- **Exercise**
On how many lines of the records below does the string "None" appear? Reply with only the number.

- **Material to process**
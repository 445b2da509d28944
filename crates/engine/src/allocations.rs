//! The module contains the representation of a budget allocation.

use chrono::{DateTime, Utc};
use sea_orm::{ActiveValue, entity::prelude::*};
use serde::{Deserialize, Serialize};
use uuid::Uuid;

use crate::{
    EngineError, Money, ResultEngine,
    aggregate::AllocationScope,
    util::{normalize_plate, normalize_required_text, parse_uuid},
};

/// What an allocation pays for.
///
/// A `Preventive` allocation only absorbs preventive maintenance; corrective
/// maintenance drawing from the same account is ignored by its ledger.
#[derive(Clone, Copy, Debug, PartialEq, Eq, Hash, Serialize, Deserialize)]
#[serde(rename_all = "snake_case")]
pub enum AllocationKind {
    Preventive,
    Operational,
}

impl AllocationKind {
    pub fn as_str(self) -> &'static str {
        match self {
            Self::Preventive => "preventive",
            Self::Operational => "operational",
        }
    }
}

impl TryFrom<&str> for AllocationKind {
    type Error = EngineError;

    fn try_from(value: &str) -> Result<Self, Self::Error> {
        match value {
            "preventive" => Ok(Self::Preventive),
            "operational" => Ok(Self::Operational),
            other => Err(EngineError::InvariantViolation(format!(
                "invalid allocation kind: {other}"
            ))),
        }
    }
}

/// Lifecycle of an allocation.
///
/// `Disabled` is terminal: the row stays for audit but the allocation no longer
/// takes part in resolution, guard checks or recomputation.
#[derive(Clone, Copy, Debug, PartialEq, Eq, Serialize, Deserialize)]
#[serde(tag = "status", rename_all = "snake_case")]
pub enum AllocationStatus {
    Active,
    Disabled { disabled_at: DateTime<Utc> },
}

impl AllocationStatus {
    pub fn as_str(self) -> &'static str {
        match self {
            Self::Active => "active",
            Self::Disabled { .. } => "disabled",
        }
    }
}

/// A budget ceiling for a `(year, account, vehicle-or-general)` scope.
#[derive(Clone, Debug, PartialEq, Eq, Serialize, Deserialize)]
pub struct BudgetAllocation {
    pub id: Uuid,
    pub year: i32,
    pub account_code: String,
    /// `None` means general (fleet-wide) allocation.
    pub vehicle_plate: Option<String>,
    pub kind: AllocationKind,
    pub assigned: Money,
    executed: Money,
    pub status: AllocationStatus,
    pub created_at: DateTime<Utc>,
}

impl BudgetAllocation {
    pub fn new(
        year: i32,
        account_code: &str,
        vehicle_plate: Option<&str>,
        kind: AllocationKind,
        assigned: Money,
    ) -> ResultEngine<Self> {
        if !(1900..=9999).contains(&year) {
            return Err(EngineError::InvalidAmount(format!("invalid year: {year}")));
        }
        Ok(Self {
            id: Uuid::new_v4(),
            year,
            account_code: normalize_required_text(account_code, "account code")?,
            vehicle_plate: vehicle_plate.map(normalize_plate).transpose()?,
            kind,
            assigned: assigned.ensure_non_negative("assigned amount")?,
            executed: Money::ZERO,
            status: AllocationStatus::Active,
            created_at: Utc::now(),
        })
    }

    /// Executed amount as last computed by the aggregator.
    pub fn executed(&self) -> Money {
        self.executed
    }

    /// `assigned - executed`. Negative when the allocation is already
    /// overspent.
    pub fn available(&self) -> Money {
        self.assigned - self.executed
    }

    /// Executed share of the assigned amount in basis points (1% = 100).
    pub fn pct_executed_bps(&self) -> i64 {
        if self.assigned.is_positive() {
            let bps = i128::from(self.executed.cents()) * 10_000
                / i128::from(self.assigned.cents());
            i64::try_from(bps).unwrap_or(i64::MAX)
        } else {
            0
        }
    }

    /// Executed share of the assigned amount as a ratio (`0.4` = 40%), for
    /// display only.
    pub fn pct_executed(&self) -> f64 {
        self.pct_executed_bps() as f64 / 10_000.0
    }

    pub fn is_active(&self) -> bool {
        matches!(self.status, AllocationStatus::Active)
    }

    pub fn scope(&self) -> AllocationScope {
        AllocationScope {
            year: self.year,
            account_code: self.account_code.clone(),
            vehicle_plate: self.vehicle_plate.clone(),
            kind: self.kind,
        }
    }

    #[must_use]
    pub(crate) fn with_executed(mut self, executed: Money) -> Self {
        self.executed = executed;
        self
    }

    pub fn disable(&mut self, at: DateTime<Utc>) -> ResultEngine<()> {
        match self.status {
            AllocationStatus::Active => {
                self.status = AllocationStatus::Disabled { disabled_at: at };
                Ok(())
            }
            AllocationStatus::Disabled { .. } => Err(EngineError::InvalidTransition(
                "allocation already disabled".to_string(),
            )),
        }
    }
}

#[derive(Clone, Debug, PartialEq, Eq, DeriveEntityModel)]
#[sea_orm(table_name = "budget_allocations")]
pub struct Model {
    #[sea_orm(primary_key, auto_increment = false)]
    pub id: String,
    pub year: i32,
    pub account_code: String,
    pub vehicle_plate: Option<String>,
    pub kind: String,
    pub assigned_minor: i64,
    pub executed_minor: i64,
    pub status: String,
    pub disabled_at: Option<DateTimeUtc>,
    pub created_at: DateTimeUtc,
}

#[derive(Copy, Clone, Debug, EnumIter, DeriveRelation)]
pub enum Relation {}

impl ActiveModelBehavior for ActiveModel {}

impl From<&BudgetAllocation> for ActiveModel {
    fn from(value: &BudgetAllocation) -> Self {
        let disabled_at = match value.status {
            AllocationStatus::Active => None,
            AllocationStatus::Disabled { disabled_at } => Some(disabled_at),
        };
        Self {
            id: ActiveValue::Set(value.id.to_string()),
            year: ActiveValue::Set(value.year),
            account_code: ActiveValue::Set(value.account_code.clone()),
            vehicle_plate: ActiveValue::Set(value.vehicle_plate.clone()),
            kind: ActiveValue::Set(value.kind.as_str().to_string()),
            assigned_minor: ActiveValue::Set(value.assigned.cents()),
            executed_minor: ActiveValue::Set(value.executed.cents()),
            status: ActiveValue::Set(value.status.as_str().to_string()),
            disabled_at: ActiveValue::Set(disabled_at),
            created_at: ActiveValue::Set(value.created_at),
        }
    }
}

impl TryFrom<Model> for BudgetAllocation {
    type Error = EngineError;

    fn try_from(model: Model) -> Result<Self, Self::Error> {
        let status = match (model.status.as_str(), model.disabled_at) {
            ("active", _) => AllocationStatus::Active,
            ("disabled", Some(disabled_at)) => AllocationStatus::Disabled { disabled_at },
            (other, _) => {
                return Err(EngineError::InvariantViolation(format!(
                    "invalid allocation status: {other}"
                )));
            }
        };
        Ok(Self {
            id: parse_uuid(&model.id, "allocation")?,
            year: model.year,
            account_code: model.account_code,
            vehicle_plate: model.vehicle_plate,
            kind: AllocationKind::try_from(model.kind.as_str())?,
            assigned: Money::new(model.assigned_minor),
            executed: Money::new(model.executed_minor),
            status,
            created_at: model.created_at,
        })
    }
}

#[cfg(test)]
mod tests {
    use super::*;

    fn allocation(assigned: i64, executed: i64) -> BudgetAllocation {
        let mut allocation = BudgetAllocation::new(
            2024,
            "22.06.002",
            None,
            AllocationKind::Preventive,
            Money::from_units(assigned),
        )
        .unwrap();
        allocation.executed = Money::from_units(executed);
        allocation
    }

    #[test]
    fn available_is_derived() {
        let allocation = allocation(1000, 900);
        assert_eq!(allocation.available(), Money::from_units(100));
        assert_eq!(allocation.pct_executed_bps(), 9_000);
    }

    #[test]
    fn available_may_be_negative_when_overspent() {
        let allocation = allocation(1000, 1200);
        assert_eq!(allocation.available(), Money::from_units(-200));
        assert_eq!(allocation.pct_executed_bps(), 12_000);
    }

    #[test]
    fn pct_is_zero_without_assigned_amount() {
        let allocation = allocation(0, 50);
        assert_eq!(allocation.pct_executed_bps(), 0);
        assert_eq!(allocation.pct_executed(), 0.0);
    }

    #[test]
    fn negative_assigned_is_rejected() {
        let result = BudgetAllocation::new(
            2024,
            "22.06.002",
            None,
            AllocationKind::Operational,
            Money::new(-1),
        );
        assert!(result.is_err());
    }

    #[test]
    fn disable_is_terminal() {
        let mut allocation = allocation(10, 0);
        allocation.disable(Utc::now()).unwrap();
        assert!(!allocation.is_active());
        assert!(matches!(
            allocation.disable(Utc::now()),
            Err(EngineError::InvalidTransition(_))
        ));
    }

    #[test]
    fn unknown_stored_kind_is_an_invariant_violation() {
        assert_eq!(
            AllocationKind::try_from("capital"),
            Err(EngineError::InvariantViolation(
                "invalid allocation kind: capital".to_string()
            ))
        );
    }
}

- **Solved problem**
4